It looks like the fans in Toronto won’t have Dion Phaneuf around to boo for a while.
The veteran defenseman, who the Maple Leafs fans have soured on in less than a year in blue and white (causing heated debate in Toronto about whether Brian Burke should be criticizing the paying customers after they voice their displeasure), is going to miss four to six weeks with a laceration suffered Tuesday night.
Phaneuf was taken to the hospital after he was cut by Ottawa forward Peter Regin’s skate in the second period. He underwent successful surgery, according to the team.
Depending on your perspective on Phaneuf, this could be a help or a hurt to the Leafs and/or the Bruins. In 11 games this season, Phaneuf has famously posted just four assists (no goals) and a minus-6 rating. The Leafs are off to a 5-5-1 start after losing their last three.
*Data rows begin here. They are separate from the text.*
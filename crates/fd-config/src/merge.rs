// Copyright 2025 Schelling Point Labs Inc
// SPDX-License-Identifier: AGPL-3.0-only

//! JSON merging functionality

use serde_json::Value as J;

/// Merge two JSON values with deep object merging and array replacement
///
/// Objects are merged recursively, scalars/arrays replace the left value.
pub fn merge_two_json(base: &mut J, layer: J) {
    match (base, layer) {
        (J::Object(a), J::Object(b)) => {
            for (k, v) in b {
                merge_two_json(a.entry(k).or_insert(J::Null), v);
            }
        }
        // Arrays are replaced wholesale
        (a @ J::Array(_), J::Array(b)) => *a = J::Array(b),
        (_, J::Null) => {}
        (a, b) => *a = b,
    }
}

/// Insert a value at a dotted path in JSON, creating intermediate objects
pub fn insert_dotted(root: &mut J, dotted: &str, v: J) {
    let mut cur = root;
    let mut parts = dotted.split('.').peekable();

    while let Some(part) = parts.next() {
        if !cur.is_object() {
            *cur = J::Object(Default::default());
        }
        let J::Object(map) = cur else {
            return;
        };
        if parts.peek().is_none() {
            map.insert(part.to_string(), v);
            return;
        }
        cur = map.entry(part.to_string()).or_insert_with(|| J::Object(Default::default()));
    }
}
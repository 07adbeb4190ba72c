// Copyright 2025 Schelling Point Labs Inc
// SPDX-License-Identifier: AGPL-3.0-only
#![allow(clippy::disallowed_methods)] // `config` prints to stdout

use anyhow::Result;
use fd_cli::{config, Cli, Commands, Parser};
use fd_logging::CliLogLevel;

#[tokio::main]
async fn main() -> Result<()> {
    let cli = Cli::parse();

    let overrides = cli.flag_overrides()?;
    let (settings, resolved) = config::load(cli.config.as_deref(), &overrides)?;

    // The replay loop owns the terminal, so its logs go to a file.
    let to_file = matches!(cli.command, Commands::Replay(_));
    let default_level = settings.logging.level.unwrap_or(CliLogLevel::Info);
    cli.logging.clone().init("flightdeck", to_file, default_level)?;
    tracing::debug!(layers = ?resolved.layers, "configuration loaded");

    match cli.command {
        Commands::Check(args) => args.run(),
        Commands::Replay(args) => args.run(&settings).await,
        Commands::Config => {
            println!("{}", serde_json::to_string_pretty(&resolved.json)?);
            Ok(())
        }
    }
}
// Copyright 2025 Schelling Point Labs Inc
// SPDX-License-Identifier: AGPL-3.0-only

//! Binds a timeline to the compiler, sandbox and decoder collaborators.
//!
//! A session is built once per pair of sources. Creation compiles both
//! snippets, deploys the server code, requests the initial render and installs
//! it as the timeline's render entry. After that the session only grows: each
//! server action invoked from the decoded UI (or injected by hand) appends a
//! new action entry. Dropping the session terminates its sandbox.

use std::sync::atomic::{AtomicU64, Ordering};
use std::sync::{Arc, Weak};

use futures::FutureExt;
use serde_json::Value;
use tokio_util::sync::CancellationToken;
use tracing::{debug, info, warn};

use crate::chunk_buffer::ChunkBuffer;
use crate::compiler::{ClientManifest, Compiler};
use crate::decoder::{CallServer, DecodeOptions, FlightDecoder};
use crate::error::{DecodeError, SessionError};
use crate::registry::ClientModuleRegistry;
use crate::sandbox::{EncodedArgs, Sandbox};
use crate::stream::{self, ByteStream};
use crate::timeline::Timeline;

/// Module id under which the client snippet is registered.
pub const CLIENT_MODULE_ID: &str = "client";

static NEXT_SESSION_ID: AtomicU64 = AtomicU64::new(0);

#[derive(Debug, Clone, PartialEq, Eq)]
pub enum SessionStatus {
    Ready { available_actions: Vec<String> },
    Error { message: String },
}

/// The collaborators a session is built from.
#[derive(Clone)]
pub struct SessionParts {
    pub compiler: Arc<dyn Compiler>,
    pub sandbox: Arc<dyn Sandbox>,
    pub decoder: Arc<dyn FlightDecoder>,
}

struct Prepared {
    actions: Vec<String>,
    manifest: ClientManifest,
    modules: ClientModuleRegistry,
    render: ByteStream,
}

pub struct WorkspaceSession {
    id: u64,
    status: SessionStatus,
    timeline: Arc<Timeline>,
    sandbox: Arc<dyn Sandbox>,
    decoder: Arc<dyn FlightDecoder>,
    modules: ClientModuleRegistry,
    manifest: ClientManifest,
    weak_self: Weak<WorkspaceSession>,
}

impl std::fmt::Debug for WorkspaceSession {
    fn fmt(&self, f: &mut std::fmt::Formatter<'_>) -> std::fmt::Result {
        f.debug_struct("WorkspaceSession")
            .field("id", &self.id)
            .field("status", &self.status)
            .field("timeline", &self.timeline)
            .finish()
    }
}

impl WorkspaceSession {
    /// Build a session. Failures never escape: they produce a session in the
    /// error state whose sandbox is still released on drop.
    pub async fn create(
        server_source: &str,
        client_source: &str,
        parts: SessionParts,
        cancel: CancellationToken,
    ) -> Arc<Self> {
        let SessionParts {
            compiler,
            sandbox,
            decoder,
        } = parts;

        let prepared = tokio::select! {
            biased;
            _ = cancel.cancelled() => Err(SessionError::Cancelled),
            prepared = prepare(
                compiler.as_ref(),
                sandbox.as_ref(),
                server_source,
                client_source,
            ) => prepared,
        };
        let prepared = match prepared {
            Ok(_) if cancel.is_cancelled() => Err(SessionError::Cancelled),
            other => other,
        };

        let Prepared {
            actions,
            manifest,
            modules,
            render,
        } = match prepared {
            Ok(prepared) => prepared,
            Err(err) => {
                if matches!(err, SessionError::Cancelled) {
                    sandbox.terminate();
                }
                warn!(error = %err, "session creation failed");
                return Arc::new_cyclic(|weak_self| Self {
                    id: NEXT_SESSION_ID.fetch_add(1, Ordering::Relaxed),
                    status: SessionStatus::Error {
                        message: err.to_string(),
                    },
                    timeline: Timeline::new(),
                    sandbox,
                    decoder,
                    modules: ClientModuleRegistry::new(),
                    manifest: ClientManifest::new(),
                    weak_self: weak_self.clone(),
                });
            }
        };

        let session = Arc::new_cyclic(|weak_self| Self {
            id: NEXT_SESSION_ID.fetch_add(1, Ordering::Relaxed),
            status: SessionStatus::Ready {
                available_actions: actions,
            },
            timeline: Timeline::new(),
            sandbox,
            decoder,
            modules,
            manifest,
            weak_self: weak_self.clone(),
        });
        let buffer = ChunkBuffer::new(render, session.decoder.as_ref(), session.decode_options());
        if let Err(err) = session.timeline.set_render(buffer) {
            // A fresh timeline is always empty.
            warn!(error = %err, "render entry rejected");
        }
        info!(session = session.id, "session ready");
        session
    }

    pub fn id(&self) -> u64 {
        self.id
    }

    pub fn status(&self) -> &SessionStatus {
        &self.status
    }

    pub fn is_ready(&self) -> bool {
        matches!(self.status, SessionStatus::Ready { .. })
    }

    pub fn available_actions(&self) -> &[String] {
        match &self.status {
            SessionStatus::Ready { available_actions } => available_actions,
            SessionStatus::Error { .. } => &[],
        }
    }

    pub fn timeline(&self) -> &Arc<Timeline> {
        &self.timeline
    }

    pub fn manifest(&self) -> &ClientManifest {
        &self.manifest
    }

    pub fn modules(&self) -> &ClientModuleRegistry {
        &self.modules
    }

    fn decode_options(&self) -> DecodeOptions {
        DecodeOptions {
            call_server: Some(call_server_callback(self.weak_self.clone())),
            modules: Some(self.modules.clone()),
        }
    }

    /// Invoke an action and append its stream to the timeline. A rejected
    /// call becomes an entry whose stream errors immediately. A session in the
    /// error state has no render entry, so it refuses actions outright.
    async fn run_action(
        &self,
        action_name: &str,
        args: EncodedArgs,
        args_display: String,
    ) -> Result<Arc<ChunkBuffer>, SessionError> {
        if let SessionStatus::Error { message } = &self.status {
            return Err(SessionError::NotReady(message.clone()));
        }
        let source = match self.sandbox.call_action(action_name, args).await {
            Ok(source) => source,
            Err(err) => {
                warn!(action = action_name, error = %err, "action call rejected");
                stream::failed(err.into())
            }
        };
        let buffer = ChunkBuffer::new(source, self.decoder.as_ref(), self.decode_options());
        self.timeline.add_action(action_name, args_display, buffer.clone());
        Ok(buffer)
    }

    /// Decoder-facing callback: invoke the action named by `action_id`
    /// (`<name>#<export>`) with real arguments.
    pub async fn call_server(
        &self,
        action_id: &str,
        args: Vec<Value>,
    ) -> Result<Arc<ChunkBuffer>, SessionError> {
        let action_name = action_id.split('#').next().unwrap_or(action_id);
        let encoded = EncodedArgs::encode(&args);
        let display = encoded.display();
        debug!(action = action_name, "calling server action");
        self.run_action(action_name, encoded, display).await
    }

    /// Invoke an action with a hand-written form-data payload.
    pub async fn add_raw_action(
        &self,
        action_name: &str,
        raw_payload: &str,
    ) -> Result<Arc<ChunkBuffer>, SessionError> {
        self.run_action(
            action_name,
            EncodedArgs::FormData(raw_payload.to_string()),
            raw_payload.to_string(),
        )
        .await
    }
}

impl Drop for WorkspaceSession {
    fn drop(&mut self) {
        debug!(session = self.id, "session dropped");
        self.sandbox.terminate();
    }
}

fn call_server_callback(session: Weak<WorkspaceSession>) -> CallServer {
    Arc::new(move |action_id: String, args: Vec<Value>| {
        let session = session.clone();
        async move {
            let decoded = {
                let session = session
                    .upgrade()
                    .ok_or_else(|| DecodeError::Action("session closed".into()))?;
                session
                    .call_server(&action_id, args)
                    .await
                    .map_err(|err| DecodeError::Action(err.to_string()))?
                    .decoded()
            };
            decoded.await
        }
        .boxed()
    })
}

async fn prepare(
    compiler: &dyn Compiler,
    sandbox: &dyn Sandbox,
    server_source: &str,
    client_source: &str,
) -> Result<Prepared, SessionError> {
    let exports = compiler.parse_client_module(client_source)?;
    let manifest = compiler.build_manifest(CLIENT_MODULE_ID, &exports);
    compiler.compile_to_executable(client_source)?;
    let modules = ClientModuleRegistry::new();
    modules.register(CLIENT_MODULE_ID, exports);

    let actions = compiler.parse_server_actions(server_source)?;
    let compiled_server = compiler.compile_to_executable(server_source)?;

    sandbox.deploy(&compiled_server, &manifest, &actions).await?;
    let render = sandbox.render().await?;
    debug!(actions = actions.len(), "server deployed and rendered");
    Ok(Prepared {
        actions,
        manifest,
        modules,
        render,
    })
}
Those that’ve been razzing Phaneuf at the Air Canada Centre undoubtedly believe the Leafs will be better off without their captain. But common sense says this is a major blow to an already-sliding Leafs squad. That, of course, bodes well for Boston, as the Bruins are again in possession of the Leafs’ first-round pick next June. The better the lottery chances for the Leafs/Bruins, the best that Phil Kessel trade continues to look.
“You can’t replace Dion and what he brings to the team, but other people will have to step up in a leadership role and be vocal,” Toronto head coach Ron Wilson told reporters following the Leafs’ 3-2 loss to the Sens. “We’ve got a deep defense. Some guys will get some more minutes. We should be able to weather the storm.”
Here’s what James Mirtle of the Globe and Mail had to write today about the Phaneuf injury absence:
“There’s been a suggestion out there today that perhaps the Leafs will be better off without Phaneuf, but looking at the pairings they have to work with, it’s hard to see how that’s the case. None of Gunnarsson, Lebda or Komisarek have played particularly well or received many minutes this season, and at least one is now inline for a big bump in ice time.
“Yes, Phaneuf has been prone to defensive errors and is a minus player so far, but he has also been part of a defensive unit that has dramatically cut down the shots and chances against this season. He likely shouldn’t play as many minutes as he does in tough situations, but he’s a more effective player than anyone Toronto has among its No. 5 to 7 blueliners and his loss will definitely be felt.”
The Bruins play the second game of their season series with the Maple Leafs Dec. 4, so there’s no telling if they’ll face Phaneuf — Nathan Horton’s first fighting partner in three years — at the ACC that night. It’s also difficult to believe that by then the Leafs will be in a better standings position than they are now without their No. 1 blueliner.